→ **Exercise aim**
Throughout the entries below, report every line where "Ordering" is found.

→ **Material shown**
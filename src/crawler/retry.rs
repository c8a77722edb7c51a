//! Uniform retry policy
//!
//! Every network-bound operation of a session (a source task attempt, a live
//! link check) runs through [`RetryPolicy::run`]: a bounded number of attempts,
//! each with its own timeout, separated by exponential backoff. Only errors
//! classified transient are retried.

use crate::config::RetryConfig;
use crate::source::SourceError;
use std::future::Future;
use std::time::Duration;
use tokio_util::sync::CancellationToken;
use tracing::warn;

/// Attempt bound, backoff and per-attempt budget
#[derive(Debug, Clone, Copy, PartialEq, Eq)]
pub struct RetryPolicy {
    pub max_attempts: u32,
    pub base_delay: Duration,
    pub max_delay: Duration,
    pub attempt_timeout: Duration,
}

/// Final result of a retried operation
#[derive(Debug)]
pub struct RetryOutcome<T> {
    pub result: Result<T, SourceError>,
    /// Attempts actually made (0 if cancelled before the first)
    pub attempts: u32,
}

impl RetryPolicy {
    pub fn from_config(config: &RetryConfig) -> Self {
        Self {
            max_attempts: config.max_attempts.max(1),
            base_delay: Duration::from_millis(config.base_delay_ms),
            max_delay: Duration::from_millis(config.max_delay_ms),
            attempt_timeout: Duration::from_secs(config.task_timeout_secs),
        }
    }

    /// Delay after the `attempt`-th failure (1-based): `base * 2^(attempt-1)`, capped
    ///
    /// # Example
    ///
    /// ```
    /// use std::time::Duration;
    /// use vespers::crawler::RetryPolicy;
    ///
    /// let policy = RetryPolicy {
    ///     max_attempts: 5,
    ///     base_delay: Duration::from_millis(500),
    ///     max_delay: Duration::from_secs(3),
    ///     attempt_timeout: Duration::from_secs(60),
    /// };
    /// assert_eq!(policy.backoff(1), Duration::from_millis(500));
    /// assert_eq!(policy.backoff(3), Duration::from_secs(2));
    /// assert_eq!(policy.backoff(4), Duration::from_secs(3));
    /// ```
    pub fn backoff(&self, attempt: u32) -> Duration {
        let exponent = attempt.saturating_sub(1).min(31);
        self.base_delay
            .checked_mul(1u32 << exponent)
            .unwrap_or(self.max_delay)
            .min(self.max_delay)
    }

    /// Runs `operation` until it succeeds, fails terminally or exhausts the bound
    ///
    /// An attempt that exceeds `attempt_timeout` is dropped and counts as a
    /// transient [`SourceError::Timeout`]. Once `cancel` fires no further attempt
    /// starts; the last error is returned instead.
    ///
    /// # Arguments
    ///
    /// * `cancel` - Session cancellation signal
    /// * `url` - URL reported on timeouts
    /// * `operation` - Produces one attempt's future
    pub async fn run<T, F, Fut>(&self, cancel: &CancellationToken, url: &str, mut operation: F) -> RetryOutcome<T>
    where
        F: FnMut() -> Fut,
        Fut: Future<Output = Result<T, SourceError>>,
    {
        let mut attempts = 0;

        loop {
            if cancel.is_cancelled() && attempts == 0 {
                return RetryOutcome {
                    result: Err(SourceError::Cancelled),
                    attempts,
                };
            }

            attempts += 1;
            let error = match tokio::time::timeout(self.attempt_timeout, operation()).await {
                Ok(Ok(value)) => {
                    return RetryOutcome {
                        result: Ok(value),
                        attempts,
                    }
                }
                Ok(Err(e)) => e,
                Err(_) => SourceError::Timeout {
                    url: url.to_string(),
                    after: self.attempt_timeout,
                },
            };

            if !error.is_transient() || attempts >= self.max_attempts || cancel.is_cancelled() {
                return RetryOutcome {
                    result: Err(error),
                    attempts,
                };
            }

            let delay = self.backoff(attempts);
            warn!(url, attempt = attempts, ?delay, error = %error, "Transient failure, retrying");

            tokio::select! {
                _ = cancel.cancelled() => {
                    return RetryOutcome { result: Err(error), attempts };
                }
                _ = tokio::time::sleep(delay) => {}
            }
        }
    }
}

#[cfg(test)]
mod tests {
    use super::*;
    use std::sync::atomic::{AtomicU32, Ordering};
    use std::sync::Arc;

    fn policy(max_attempts: u32) -> RetryPolicy {
        RetryPolicy {
            max_attempts,
            base_delay: Duration::from_millis(100),
            max_delay: Duration::from_secs(1),
            attempt_timeout: Duration::from_secs(5),
        }
    }

    fn transient() -> SourceError {
        SourceError::Transient {
            url: "https://example.org".to_string(),
            message: "HTTP 503".to_string(),
        }
    }

    #[test]
    fn test_backoff_doubles_and_caps() {
        let policy = policy(10);
        assert_eq!(policy.backoff(1), Duration::from_millis(100));
        assert_eq!(policy.backoff(2), Duration::from_millis(200));
        assert_eq!(policy.backoff(3), Duration::from_millis(400));
        assert_eq!(policy.backoff(5), Duration::from_secs(1));
        assert_eq!(policy.backoff(40), Duration::from_secs(1));
    }

    #[tokio::test(start_paused = true)]
    async fn test_always_transient_stops_at_bound() {
        let calls = Arc::new(AtomicU32::new(0));
        let cancel = CancellationToken::new();

        let counter = calls.clone();
        let outcome: RetryOutcome<()> = policy(3)
            .run(&cancel, "https://example.org", || {
                let counter = counter.clone();
                async move {
                    counter.fetch_add(1, Ordering::SeqCst);
                    Err(transient())
                }
            })
            .await;

        assert_eq!(outcome.attempts, 3);
        assert_eq!(calls.load(Ordering::SeqCst), 3);
        assert!(outcome.result.unwrap_err().is_transient());
    }

    #[tokio::test(start_paused = true)]
    async fn test_terminal_error_not_retried() {
        let cancel = CancellationToken::new();
        let outcome: RetryOutcome<()> = policy(3)
            .run(&cancel, "https://example.org", || async {
                Err(SourceError::Http {
                    url: "https://example.org".to_string(),
                    status: 404,
                })
            })
            .await;

        assert_eq!(outcome.attempts, 1);
    }

    #[tokio::test(start_paused = true)]
    async fn test_succeeds_after_transient() {
        let calls = Arc::new(AtomicU32::new(0));
        let cancel = CancellationToken::new();

        let counter = calls.clone();
        let outcome = policy(3)
            .run(&cancel, "https://example.org", || {
                let counter = counter.clone();
                async move {
                    if counter.fetch_add(1, Ordering::SeqCst) == 0 {
                        Err(transient())
                    } else {
                        Ok(42)
                    }
                }
            })
            .await;

        assert_eq!(outcome.attempts, 2);
        assert_eq!(outcome.result.unwrap(), 42);
    }

    #[tokio::test(start_paused = true)]
    async fn test_timeout_is_transient_and_bounded() {
        let cancel = CancellationToken::new();
        let outcome: RetryOutcome<()> = policy(2)
            .run(&cancel, "https://slow.example.org", || async {
                tokio::time::sleep(Duration::from_secs(3600)).await;
                Ok(())
            })
            .await;

        assert_eq!(outcome.attempts, 2);
        assert!(matches!(outcome.result, Err(SourceError::Timeout { .. })));
    }

    #[tokio::test(start_paused = true)]
    async fn test_cancelled_before_start() {
        let cancel = CancellationToken::new();
        cancel.cancel();

        let outcome: RetryOutcome<()> = policy(3)
            .run(&cancel, "https://example.org", || async { Ok(()) })
            .await;

        assert_eq!(outcome.attempts, 0);
        assert_eq!(outcome.result.unwrap_err(), SourceError::Cancelled);
    }
}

→ **Response**
    use std::sync::atomic::{AtomicU32, Ordering};
                    counter.fetch_add(1, Ordering::SeqCst);
        assert_eq!(calls.load(Ordering::SeqCst), 3);
                    if counter.fetch_add(1, Ordering::SeqCst) == 0 {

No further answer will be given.